How We Benchmark LLMs

When I started testing LLMs on my AMD Radeon RX7900XTX, I realized I needed more than just speed numbers. I needed to know: can this model handle tools? Does it write good code? Can it reason effectively? This is how we benchmark to answer those real questions.

1. Assessment Scenarios

We test models with 4 distinct scenarios, each evaluating different AI capabilities. Each scenario has a specific temperature setting that optimizes for the type of task.

Understanding Temperature

Temperature controls the randomness of the model's responses:

  • 0.0-0.3 (Cold): Very deterministic. Same prompt produces nearly identical responses. Best for tasks requiring consistency like code generation.
  • 0.4-0.6 (Moderate): Balanced. Some variety while maintaining coherence. Good for planning and analysis tasks.
  • 0.7-1.0+ (Hot): High randomness. Produces creative, varied responses. Essential for narrative and roleplay tasks.

2. Performance Metrics

These metrics measure how fast the model runs and how efficiently it uses hardware. All metrics are collected automatically during benchmark execution.

Token Generation Speed

Unit: tokens per second (tok/s)

The speed at which the model generates output tokens after processing the input.

✓ What's Good

Higher is better. Typically 10-150 tok/s depending on model size and hardware. Larger models generally produce fewer tokens/sec.

✗ What's Bad

Below 5 tok/s may indicate poor hardware or model sizing issues. Values over 200 tok/s are unusual and may indicate measurement error.

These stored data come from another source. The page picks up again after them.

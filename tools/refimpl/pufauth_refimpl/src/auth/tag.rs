//! Tag half of the handshake.
//!
//! The tag runs one round at a time. Its only state kept across rounds is
//! the current sid, and that changes only after both auth1 and auth3 have
//! verified.

use tracing::{debug, info, warn};
use zeroize::{Zeroize, ZeroizeOnDrop};

use super::chain;
use super::error::{AuthError, AuthStep};
use super::types::{Identifier, Message, MessageKind};
use crate::bits::{verify_digest, BitVector, Digest};
use crate::config::{ConfigError, ProtocolConfig};
use crate::crypto::traits::{Hash, RandomSource};
use crate::puf::Puf;

#[derive(Debug, Clone, Copy, PartialEq, Eq)]
pub enum TagState {
    Idle,
    AwaitingM3,
    AwaitingM5,
}

#[derive(Zeroize, ZeroizeOnDrop)]
struct TagRound {
    n: BitVector,
    m_plus_1: BitVector,
}

enum Phase {
    Idle,
    AwaitingM3,
    AwaitingM5(TagRound),
}

impl Phase {
    fn expected(&self) -> MessageKind {
        match self {
            Phase::Idle => MessageKind::M1,
            Phase::AwaitingM3 => MessageKind::M3,
            Phase::AwaitingM5(_) => MessageKind::M5,
        }
    }
}

pub struct Tag {
    config: ProtocolConfig,
    puf: Box<dyn Puf>,
    sid: Option<Identifier>,
    phase: Phase,
    hash: Box<dyn Hash + Send + Sync>,
    rng: Box<dyn RandomSource + Send>,
}

impl Tag {
    #[cfg(feature = "stdcrypto")]
    pub fn new(config: ProtocolConfig, puf: Box<dyn Puf>) -> Result<Self, ConfigError> {
        use crate::crypto::stdcrypto::{OsRandom, StdCrypto};
        Self::with_deps(config, puf, Box::new(StdCrypto), Box::new(OsRandom))
    }

    pub fn with_deps(
        config: ProtocolConfig,
        puf: Box<dyn Puf>,
        hash: Box<dyn Hash + Send + Sync>,
        rng: Box<dyn RandomSource + Send>,
    ) -> Result<Self, ConfigError> {
        config.validate()?;
        Ok(Self { config, puf, sid: None, phase: Phase::Idle, hash, rng })
    }

    pub fn sid(&self) -> Option<Identifier> {
        self.sid
    }

    pub fn set_sid(&mut self, sid: Identifier) {
        self.sid = Some(sid);
    }

    pub fn state(&self) -> TagState {
        match self.phase {
            Phase::Idle => TagState::Idle,
            Phase::AwaitingM3 => TagState::AwaitingM3,
            Phase::AwaitingM5(_) => TagState::AwaitingM5,
        }
    }

    /// Swap the device under this tag, returning the old one. Models
    /// physical substitution; any round in flight is dropped.
    pub fn replace_puf(&mut self, puf: Box<dyn Puf>) -> Box<dyn Puf> {
        self.phase = Phase::Idle;
        std::mem::replace(&mut self.puf, puf)
    }

    pub fn respond(&self, challenge: &BitVector) -> Result<BitVector, AuthError> {
        Ok(self.puf.evaluate(challenge)?)
    }

    /// Feed one server message. Returns the reply, or `None` once M5 has
    /// verified and the sid has rotated. On error the round is dropped and
    /// the sid is unchanged.
    pub fn handle(&mut self, message: &Message) -> Result<Option<Message>, AuthError> {
        let phase = std::mem::replace(&mut self.phase, Phase::Idle);
        match self.step(phase, message) {
            Ok((reply, next)) => {
                self.phase = next;
                Ok(reply)
            }
            Err(e) => {
                warn!(code = e.reason_code(), "tag round aborted: {e}");
                Err(e)
            }
        }
    }

    fn step(&mut self, phase: Phase, message: &Message) -> Result<(Option<Message>, Phase), AuthError> {
        message.validate(&self.config)?;
        match (phase, message) {
            // M1 always starts over, so a tag that lost M5 can retry.
            (_, Message::M1) => {
                let sid = self.sid.ok_or(AuthError::NotEnrolled)?;
                Ok((Some(Message::M2 { sid }), Phase::AwaitingM3))
            }
            (Phase::AwaitingM3, Message::M3 { challenge, n_mod, auth1 }) => {
                let (m4, round) = self.on_m3(challenge, n_mod, auth1)?;
                Ok((Some(m4), Phase::AwaitingM5(round)))
            }
            (Phase::AwaitingM5(round), Message::M5 { auth3 }) => {
                self.on_m5(&round, auth3)?;
                Ok((None, Phase::Idle))
            }
            (phase, other) => Err(AuthError::ProtocolViolation {
                expected: phase.expected(),
                got: other.kind(),
            }),
        }
    }

    fn on_m3(
        &mut self,
        challenge: &BitVector,
        n_mod: &BitVector,
        auth1: &Digest,
    ) -> Result<(Message, TagRound), AuthError> {
        let h = &*self.hash;
        let mut response = self.puf.evaluate(challenge)?;
        let n = n_mod.xor(&response)?;
        let check = verify_digest(auth1, &chain::auth1(h, &n, &response));
        response.zeroize();
        check.map_err(|_| AuthError::AuthenticationFailure(AuthStep::Auth1))?;

        let mut m = BitVector::random(self.config.response_bits, &mut *self.rng);
        let next_challenge =
            chain::derive_next_challenge(h, &n, &m, challenge, self.config.challenge_width());
        let mut next_response = self.puf.evaluate(&next_challenge)?;
        let resp_mod = next_response.xor(&n)?;
        let m_mod = m.xor(&n)?;
        let m_plus_1 = m.increment(1)?;
        let auth2 = chain::auth2(h, &n, &m_plus_1, &next_response);
        next_response.zeroize();
        m.zeroize();

        debug!("answered challenge");
        Ok((Message::M4 { resp_mod, m_mod, auth2 }, TagRound { n, m_plus_1 }))
    }

    fn on_m5(&mut self, round: &TagRound, auth3: &Digest) -> Result<(), AuthError> {
        let sid = self.sid.ok_or(AuthError::NotEnrolled)?;
        let h = &*self.hash;
        let m_plus_2 = round.m_plus_1.increment(1)?;
        verify_digest(auth3, &chain::auth3(h, &round.n, &m_plus_2))
            .map_err(|_| AuthError::AuthenticationFailure(AuthStep::Auth3))?;
        let next = chain::next_sid(h, &round.n, &m_plus_2, &sid);
        self.sid = Some(next);
        info!(sid = %sid.short(), next = %next.short(), "server authenticated; identity rotated");
        Ok(())
    }
}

Formula: generated_tokens ÷ generation_time (seconds)
Notes: Actual tokens are counted by the inference server. For Ollama, this is reported by the API. Token count is estimated as word_count × 1.3 if not directly available.

Time to First Token

Unit: milliseconds (ms)

The latency between sending a request and receiving the first output token. Measures "perceived responsiveness." Interpretation depends on the scenario being benchmarked, as different use cases have different latency expectations.

✓ What's Good

Lower is better, but thresholds depend on use case: • Chat: ≤300ms (users expect immediate response) • Code Generation: ≤400ms (IDE/completion integration) • Agent Workflow: ≤500ms (multi-step reasoning) • Role Play & Narrative: ≤300ms (narrative flow) • Research & Analysis: ≤1000ms (analytical work)

✗ What's Bad

Performance threshold depends on use case: • Chat: >800ms (unacceptable latency for real-time interaction) • Code Generation: >1200ms (breaks IDE integration experience) • Agent Workflow: >1500ms (compounds across multiple steps) • Role Play & Narrative: >800ms (breaks immersion) • Research & Analysis: >3000ms (frustrating for analytical work)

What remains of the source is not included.